Half a dozen grooms and stable-boys stood around Jessup, who held the bridles of Malcolm’s roan mare, Incognita, and a stolid Welsh cob. Ragamuffin stopped whining and scratching at the closed gate to the yard, discharged an ear-shattering salvo of barks, and dashed up to Malcolm.

  “Open the gate,” he ordered the nearest boy, swinging up onto Incognita’s back.

  “C’n I come, m’lord?” Jessup begged, foot in the stirrup.

  “Yes.” He was very much afraid once again he’d need help to lift the little fool. Anxiety gnawed at him.

  “Will I send out searchers, m’lord?” asked the head groom.

  “Not yet. I hope the dog will lead us aright. But you’d better warn all the menservants they may be needed.”
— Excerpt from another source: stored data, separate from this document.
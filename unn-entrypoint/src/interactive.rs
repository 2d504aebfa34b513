//! Interactive Person session driver (§4.8).
//!
//! Terminal rendering is explicitly out of scope (§1: "terminal
//! rendering engines" are an external collaborator) — what this module
//! owns is the *protocol* behavior: which prompts are shown, which
//! commands are recognized, when the identity verifier and registries
//! are called, and when a `teleport` envelope is emitted. `ssh.rs`
//! supplies the byte-level PTY plumbing; this module only ever sees
//! assembled lines of input and produces `OutEvent`s to render.

use crate::broker::{mint_person_id, Broker, HandoffError};
use crate::person::{PersonHandle, ToPerson};
use std::sync::Arc;
use std::time::{SystemTime, UNIX_EPOCH};
use tokio::sync::mpsc::{UnboundedReceiver, UnboundedSender};
use tracing::{info, warn};
use unn_core::envelope::encode_osc_frame;
use unn_core::fingerprint::PublicKeyFingerprint;
use unn_core::identity::{IdentityRegistry, PlatformInfo, PlatformTag};
use unn_core::messages::{InBandMessage, OperatorMessage, PopupPayload, PunchOfferPayload, RoomSummary, TeleportPayload};
use unn_core::room::RoomRegistry;
use unn_core::verifier::PlatformVerifier;

const MAX_VERIFY_ATTEMPTS: u32 = 5;

/// Something to render on the Person's PTY. Kept deliberately dumb —
/// a line of text, or raw bytes (an OSC envelope) to splice into the
/// stream verbatim.
#[derive(Debug, Clone, PartialEq)]
pub enum OutEvent {
    Line(String),
    Raw(Vec<u8>),
    Disconnect,
}

fn emit_osc(out: &UnboundedSender<OutEvent>, msg: &InBandMessage) {
    let _ = out.send(OutEvent::Raw(encode_osc_frame(
        msg.osc_tag(),
        &msg.to_json(),
    )));
}

fn emit_line(out: &UnboundedSender<OutEvent>, line: impl Into<String>) {
    let _ = out.send(OutEvent::Line(line.into()));
}

pub struct InteractiveSession {
    pub fingerprint: PublicKeyFingerprint,
    /// The wire-format bytes of the public key the visitor authenticated
    /// with, captured during the SSH handshake (§4.4) — this, not the
    /// fingerprint, is what the verifier compares against a platform's
    /// published keys (§4.3).
    pub public_key_wire_bytes: Vec<u8>,
    pub identities: IdentityRegistry,
    pub rooms: RoomRegistry,
    pub broker: Arc<Broker>,
    pub out: UnboundedSender<OutEvent>,
}

impl InteractiveSession {
    /// Drive one Person from attach to close. `lines` yields assembled
    /// lines of keyboard input; `from_system` carries pushes from the
    /// rest of the process (roster broadcasts, a duplicate-session
    /// popup, a `punch_start`). Returns once the session reaches CLOSED.
    pub async fn run(
        &self,
        mut lines: UnboundedReceiver<String>,
        mut from_system: UnboundedReceiver<ToPerson>,
    ) {
        let status = self.identities.get_status(&self.fingerprint, None);
        if !status.verified {
            if !self.run_onboarding(&mut lines, &mut from_system).await {
                emit_line(&self.out, "Goodbye.");
                let _ = self.out.send(OutEvent::Disconnect);
                return;
            }
        }

        self.run_browsing(&mut lines, &mut from_system).await;
        let _ = self.out.send(OutEvent::Disconnect);
    }

    /// ONBOARDING (§4.8): collect platform/username, verify, register.
    /// Returns `true` once registration succeeds, `false` if the visitor
    /// exhausts their attempts or disconnects.
    async fn run_onboarding(
        &self,
        lines: &mut UnboundedReceiver<String>,
        from_system: &mut UnboundedReceiver<ToPerson>,
    ) -> bool {
        emit_line(&self.out, "Welcome to the Underground Node Network.");
        for attempt in 1..=MAX_VERIFY_ATTEMPTS {
            emit_line(&self.out, "Platform (github/gitlab/sourcehut/codeberg):");
            let Some(platform_line) = self.next_line(lines, from_system).await else {
                return false;
            };
            let Some(platform_tag) = PlatformTag::parse(platform_line.trim()) else {
                emit_line(&self.out, "Unrecognized platform.");
                continue;
            };

            emit_line(&self.out, "Platform username:");
            let Some(platform_username) = self.next_line(lines, from_system).await else {
                return false;
            };
            let platform_username = platform_username.trim().to_string();

            emit_line(&self.out, "Desired unn username:");
            let Some(desired_username) = self.next_line(lines, from_system).await else {
                return false;
            };
            let desired_username = desired_username.trim().to_string();

            let verifier = PlatformVerifier::for_platform(platform_tag, std::time::Duration::from_secs(30));
            match verifier.verify(&platform_username, &self.public_key_wire_bytes).await {
                Ok(result) if result.matched => {
                    let platform_info = PlatformInfo {
                        platform_username,
                        platform_tag,
                    };
                    match self.identities.register(&self.fingerprint, &desired_username, platform_info) {
                        Ok(()) => {
                            emit_line(&self.out, format!("Registered as {desired_username}."));
                            return true;
                        }
                        Err(e) => emit_line(&self.out, format!("Registration failed: {e}")),
                    }
                }
                Ok(_) => emit_line(&self.out, "Your key was not found among that account's keys."),
                Err(e) => emit_line(&self.out, format!("Could not reach platform: {e}")),
            }
            if attempt == MAX_VERIFY_ATTEMPTS {
                emit_line(&self.out, "Too many failed attempts.");
            }
        }
        false
    }

    /// BROWSING (§4.8): show rooms, accept `/join <room>` and exit.
    async fn run_browsing(
        &self,
        lines: &mut UnboundedReceiver<String>,
        from_system: &mut UnboundedReceiver<ToPerson>,
    ) {
        loop {
            tokio::select! {
                maybe_line = lines.recv() => {
                    let Some(line) = maybe_line else { return };
                    let line = line.trim();
                    if line == "exit" {
                        return;
                    }
                    if let Some(room_name) = line.strip_prefix("/join ") {
                        if !self.run_joining(room_name.trim(), lines, from_system).await {
                            continue;
                        }
                        return;
                    } else {
                        emit_line(&self.out, "Commands: /join <room>, exit");
                    }
                }
                maybe_msg = from_system.recv() => {
                    match maybe_msg {
                        Some(ToPerson::RoomList(rooms)) => self.render_room_list(&rooms),
                        Some(ToPerson::Popup { title, message, .. }) => {
                            emit_line(&self.out, format!("[{title}] {message}"));
                        }
                        Some(ToPerson::Close) | None => return,
                        Some(ToPerson::PunchStart { .. }) => {
                            // Stray punch_start while not JOINING; ignore.
                        }
                    }
                }
            }
        }
    }

    fn render_room_list(&self, rooms: &[RoomSummary]) {
        if rooms.is_empty() {
            emit_line(&self.out, "No rooms are currently live.");
            return;
        }
        for room in rooms {
            emit_line(
                &self.out,
                format!("{} — {} people, owner {}", room.name, room.people_count, room.owner),
            );
        }
    }

    /// JOINING (§4.8 points 1-5). Returns `true` if the session should
    /// end here (HANDING_OFF -> CLOSED), `false` to fall back to
    /// BROWSING (timeout or room offline).
    async fn run_joining(
        &self,
        room_name: &str,
        _lines: &mut UnboundedReceiver<String>,
        _from_system: &mut UnboundedReceiver<ToPerson>,
    ) -> bool {
        let Some(control_tx) = self.rooms.control_sender(room_name) else {
            emit_line(&self.out, format!("Room '{room_name}' is not currently live."));
            return false;
        };

        let now = SystemTime::now()
            .duration_since(UNIX_EPOCH)
            .map(|d| d.as_millis())
            .unwrap_or_default();
        let status = self.identities.get_status(&self.fingerprint, None);
        let username = status.username.clone().unwrap_or_default();
        let person_id = mint_person_id(now, &username);

        let offer = OperatorMessage::PunchOffer(PunchOfferPayload {
            person_id: person_id.clone(),
            candidates: vec![],
            person_key: self.fingerprint.to_string(),
            display_name: format!("{username} ({})", status.platform.unwrap_or_default()),
            username,
        });
        if control_tx.send(offer).is_err() {
            emit_line(&self.out, format!("Room '{room_name}' is not currently live."));
            return false;
        }

        match self.broker.await_punch_answer(person_id).await {
            Ok(result) => {
                let host_keys = self
                    .rooms
                    .room_list()
                    .into_iter()
                    .find(|r| r.name == room_name)
                    .map(|r| r.public_keys)
                    .unwrap_or_default();
                let teleport = InBandMessage::Teleport(TeleportPayload {
                    room_name: room_name.to_string(),
                    candidates: result.candidates.clone(),
                    ssh_port: result.ssh_port,
                    public_keys: host_keys.clone(),
                });
                emit_osc(&self.out, &teleport);
                emit_line(
                    &self.out,
                    format!(
                        "Teleporting to {room_name} at {:?} (port {}). Host keys: {:?}",
                        result.candidates, result.ssh_port, host_keys
                    ),
                );
                info!(room = room_name, "person handed off");
                true
            }
            Err(HandoffError::Timeout) => {
                emit_line(&self.out, "Timeout waiting for room operator.");
                warn!(room = room_name, "punch offer timed out");
                false
            }
        }
    }

    async fn next_line(
        &self,
        lines: &mut UnboundedReceiver<String>,
        from_system: &mut UnboundedReceiver<ToPerson>,
    ) -> Option<String> {
        loop {
            tokio::select! {
                line = lines.recv() => return line,
                msg = from_system.recv() => match msg {
                    Some(ToPerson::Close) | None => return None,
                    _ => continue,
                },
            }
        }
    }
}

/// Deliver a `ToPerson` push to a handle, used by callers outside the
/// session (the control-stream task broadcasting a roster, the registry
/// displacing a duplicate session).
pub fn push(handle: &PersonHandle, msg: ToPerson) {
    handle.send(msg);
}

#[cfg(test)]
mod tests {
    use super::*;
    use std::path::PathBuf;
    use tokio::sync::mpsc;

    fn tmp() -> PathBuf {
        std::env::temp_dir().join(format!("unn-interactive-test-{}", rand::random::<u64>()))
    }

    #[tokio::test]
    async fn browsing_renders_room_list_pushes() {
        let (out_tx, mut out_rx) = mpsc::unbounded_channel();
        let session = InteractiveSession {
            fingerprint: PublicKeyFingerprint::from_hex("f1"),
            public_key_wire_bytes: b"f1".to_vec(),
            identities: IdentityRegistry::load(tmp()),
            rooms: RoomRegistry::load(tmp()),
            broker: Arc::new(Broker::new()),
            out: out_tx,
        };
        let (_lines_tx, lines_rx) = mpsc::unbounded_channel::<String>();
        let (sys_tx, sys_rx) = mpsc::unbounded_channel();
        sys_tx
            .send(ToPerson::RoomList(vec![RoomSummary {
                name: "r1".to_string(),
                owner: "alice".to_string(),
                people_count: 2,
                doors: vec![],
                candidates: vec![],
                ssh_port: 2222,
                public_keys: vec![],
            }]))
            .unwrap();
        sys_tx.send(ToPerson::Close).unwrap();

        let mut lines_rx = lines_rx;
        let mut sys_rx = sys_rx;
        session.run_browsing(&mut lines_rx, &mut sys_rx).await;

        let mut saw_room_line = false;
        while let Ok(event) = out_rx.try_recv() {
            if let OutEvent::Line(line) = event {
                if line.contains("r1") {
                    saw_room_line = true;
                }
            }
        }
        assert!(saw_room_line);
    }

    #[tokio::test]
    async fn joining_nonexistent_room_falls_back_to_browsing() {
        let (out_tx, mut out_rx) = mpsc::unbounded_channel();
        let session = InteractiveSession {
            fingerprint: PublicKeyFingerprint::from_hex("f1"),
            public_key_wire_bytes: b"f1".to_vec(),
            identities: IdentityRegistry::load(tmp()),
            rooms: RoomRegistry::load(tmp()),
            broker: Arc::new(Broker::new()),
            out: out_tx,
        };
        let (_lines_tx, mut lines_rx) = mpsc::unbounded_channel::<String>();
        let (_sys_tx, mut sys_rx) = mpsc::unbounded_channel();

        let should_end = session.run_joining("ghost", &mut lines_rx, &mut sys_rx).await;
        assert!(!should_end);
        let mut saw_offline_message = false;
        while let Ok(OutEvent::Line(line)) = out_rx.try_recv() {
            if line.contains("not currently live") {
                saw_offline_message = true;
            }
        }
        assert!(saw_offline_message);
    }
}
  The cob at her heels, Incognita cantered through the gateway. Away from the lanterns, the first light of dawn was breaking. In one direction, the carriage drive led round the house to the front. Ragamuffin turned the opposite way, a shadow in the ground mist, dashing ahead along a stony ride which quickly began to rise.

  “I’m that sorry, m’lord.” Jessup’s face was screwed up in anguished remorse. “‘Bout shooting miss, I mean.”

  “You haven’t told anyone?” Malcolm said sharply.

  “Nay, m’lord,” he protested, “you knows I c’n keep a still tongue in me head.”

  “True, or you’d not be working for me.”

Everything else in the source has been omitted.